This is the first submission for this project. Please select an alteration in health (disease) that you would like to work on. Be sure to select a disease that has enough information and depth to meet the project requirements. Describe the selection in one paragraph and why you chose it. You may use your textbook or other resources for your selection. The disease selected must be approved by your instructor before you continue on to the next project assignment.

One disease that I have chosen to work on is Alzheimer’s disease. Alzheimer’s disease is a progressive neurodegenerative disorder that impairs memory, cognition, and behavior. It is the most common cause of dementia in elderly individuals and presents a significant public health challenge. The reason why I chose Alzheimer’s disease is because it is an area of research that has gained increasing attention in recent years, with numerous studies investigating its etiology, pathophysiology, and potential treatments. The complexity and multidimensional nature of Alzheimer’s disease make it a compelling topic to explore, as it encompasses various disciplines including neuroscience, genetics, and psychology. Additionally, the impact of Alzheimer’s disease is substantial, not only on individuals suffering from the disease, but also on their families and society as a whole. Understanding the underlying mechanisms of Alzheimer’s disease and developing effective interventions is of critical importance in the field of healthcare. Hence, I believe that working on Alzheimer’s disease would not only provide me with a comprehensive understanding of the disease, but also contribute to the ongoing efforts in combating this debilitating condition.

Alzheimer’s disease was first described by Alois Alzheimer in 1906, and since then, significant advancements have been made in unraveling its intricate pathogenesis. The hallmark neuropathological features of Alzheimer’s disease include the accumulation of amyloid-beta plaques and neurofibrillary tangles composed of hyperphosphorylated tau protein in the brains of affected individuals. These pathological changes lead to synaptic dysfunction, neuronal loss, and ultimately, cognitive decline. The exact etiology of Alzheimer’s disease remains unclear, but both genetic and environmental factors are believed to play a role in its development.

Genetically, mutations in genes such as amyloid precursor protein (APP), presenilin-1 (PSEN1), and presenilin-2 (PSEN2) have been identified in rare familial forms of Alzheimer’s disease. These mutations result in an increase in amyloid-beta production or a shift in the ratio of amyloid-beta isoforms, leading to enhanced aggregation and deposition of amyloid-beta plaques. On the other hand, the apolipoprotein E (APOE) gene, specifically the APOE ε4 allele, is the most well-established genetic risk factor for late-onset Alzheimer’s disease. Carriers of the APOE ε4 allele have an increased risk of developing the disease and tend to exhibit an earlier age of onset.

In addition to genetic factors, certain environmental and lifestyle factors have also been implicated in the risk and progression of Alzheimer’s disease. For instance, cardiovascular risk factors such as hypertension, diabetes, and obesity have been associated with an increased risk of developing Alzheimer’s disease. Chronic inflammation and oxidative stress, both of which can be influenced by lifestyle choices, have also been implicated in the pathogenesis of Alzheimer’s disease. Furthermore, there is growing evidence linking cognitive and social engagement, physical activity, and a healthy diet with a reduced risk of developing Alzheimer’s disease.

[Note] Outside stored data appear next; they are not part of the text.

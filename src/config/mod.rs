#[cfg(feature = "cli")]
pub mod cli;
pub mod toml_config;

pub use toml_config::{ApiConfig, TomlConfig};
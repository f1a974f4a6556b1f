use crate::domain::model::{Joke, JokeCategory};
use crate::utils::error::{JokeError, Result};
use serde::Deserialize;

/// 上游笑話 API 的回應格式
///
/// 同時接受 api.chucknorris.io 的格式（`value` + `categories`）
/// 以及簡化格式（`text` + `category`）。其他欄位一律忽略。
#[derive(Debug, Clone, Default, Deserialize)]
pub struct RemoteJokeResponse {
    #[serde(default, alias = "text")]
    pub value: Option<String>,
    #[serde(default)]
    pub category: Option<String>,
    #[serde(default)]
    pub categories: Vec<String>,
    #[serde(default)]
    pub id: Option<String>,
}

impl RemoteJokeResponse {
    /// 轉換成領域模型；回應缺少分類時使用呼叫時的分類
    pub fn into_joke(self, requested: &JokeCategory) -> Result<Joke> {
        let text = self.value.ok_or_else(|| JokeError::MappingError {
            message: format!(
                "joke payload{} has no text",
                self.id
                    .as_deref()
                    .map(|id| format!(" '{}'", id))
                    .unwrap_or_default()
            ),
        })?;

        let category = self
            .category
            .filter(|c| !c.trim().is_empty())
            .or_else(|| {
                self.categories
                    .into_iter()
                    .find(|c| !c.trim().is_empty())
            })
            .map(JokeCategory::from)
            .unwrap_or_else(|| requested.clone());

        Ok(Joke::new(text, category))
    }
}

#[cfg(test)]
mod tests {
    use super::*;

    #[test]
    fn test_maps_chuck_norris_payload() {
        let payload = serde_json::json!({
            "categories": ["dev"],
            "created_at": "2020-01-05 13:42:19.324003",
            "icon_url": "https://api.chucknorris.io/img/avatar/chuck-norris.png",
            "id": "abc123",
            "updated_at": "2020-01-05 13:42:19.324003",
            "url": "https://api.chucknorris.io/jokes/abc123",
            "value": "Chuck Norris writes code that optimizes itself."
        });

        let dto: RemoteJokeResponse = serde_json::from_value(payload).unwrap();
        let joke = dto.into_joke(&"food".into()).unwrap();

        assert_eq!(joke.text(), "Chuck Norris writes code that optimizes itself.");
        assert_eq!(joke.category().as_str(), "dev");
    }

    #[test]
    fn test_maps_simple_payload() {
        let payload = serde_json::json!({"text": "knock knock", "category": "food", "extra": 1});

        let dto: RemoteJokeResponse = serde_json::from_value(payload).unwrap();
        let joke = dto.into_joke(&"dev".into()).unwrap();

        assert_eq!(joke.text(), "knock knock");
        assert_eq!(joke.category().as_str(), "food");
    }

    #[test]
    fn test_missing_category_uses_requested() {
        let payload = serde_json::json!({"value": "uncategorized", "categories": []});

        let dto: RemoteJokeResponse = serde_json::from_value(payload).unwrap();
        let joke = dto.into_joke(&"science".into()).unwrap();

        assert_eq!(joke.category().as_str(), "science");
    }

    #[test]
    fn test_missing_text_is_mapping_error() {
        let payload = serde_json::json!({"id": "xyz", "categories": ["dev"]});

        let dto: RemoteJokeResponse = serde_json::from_value(payload).unwrap();
        let err = dto.into_joke(&"dev".into()).unwrap_err();

        assert!(matches!(err, JokeError::MappingError { .. }));
        assert!(err.to_string().contains("xyz"));
    }
}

Despite the advances in understanding the pathophysiology of Alzheimer’s disease, there is currently no cure for the condition. Treatment strategies primarily focus on symptom management and slowing disease progression. Acetylcholinesterase inhibitors, such as donepezil, galantamine, and rivastigmine, are commonly used to improve cognitive function in individuals with mild to moderate Alzheimer’s disease. Another class of medications, N-methyl-D-aspartate (NMDA) receptor antagonists, including memantine, can be prescribed to individuals with moderate to severe Alzheimer’s disease. These medications provide modest improvements in cognitive symptoms but do not halt or reverse disease progression.

Various research efforts are underway to develop disease-modifying therapies for Alzheimer’s disease. These approaches aim to target the underlying mechanisms of the disease, such as amyloid-beta accumulation or tau pathology. For example, anti-amyloid-beta monoclonal antibodies, such as aducanumab, have shown promise in clinical trials by reducing amyloid-beta plaques and slowing cognitive decline in patients with early-stage Alzheimer’s disease. Other innovative approaches, including tau-targeted therapies and inflammation-modulating agents, are also being explored.

In conclusion, Alzheimer’s disease is a complex neurodegenerative disorder that poses significant challenges to healthcare systems worldwide. Its multifactorial etiology, ranging from genetic to environmental factors, necessitates a comprehensive approach to understand the disease. While current treatment options provide only symptomatic relief, ongoing research efforts hold promise for developing disease-modifying therapies. By studying Alzheimer’s disease, I hope to expand my knowledge in this field and contribute to the collective efforts in combating this devastating disease.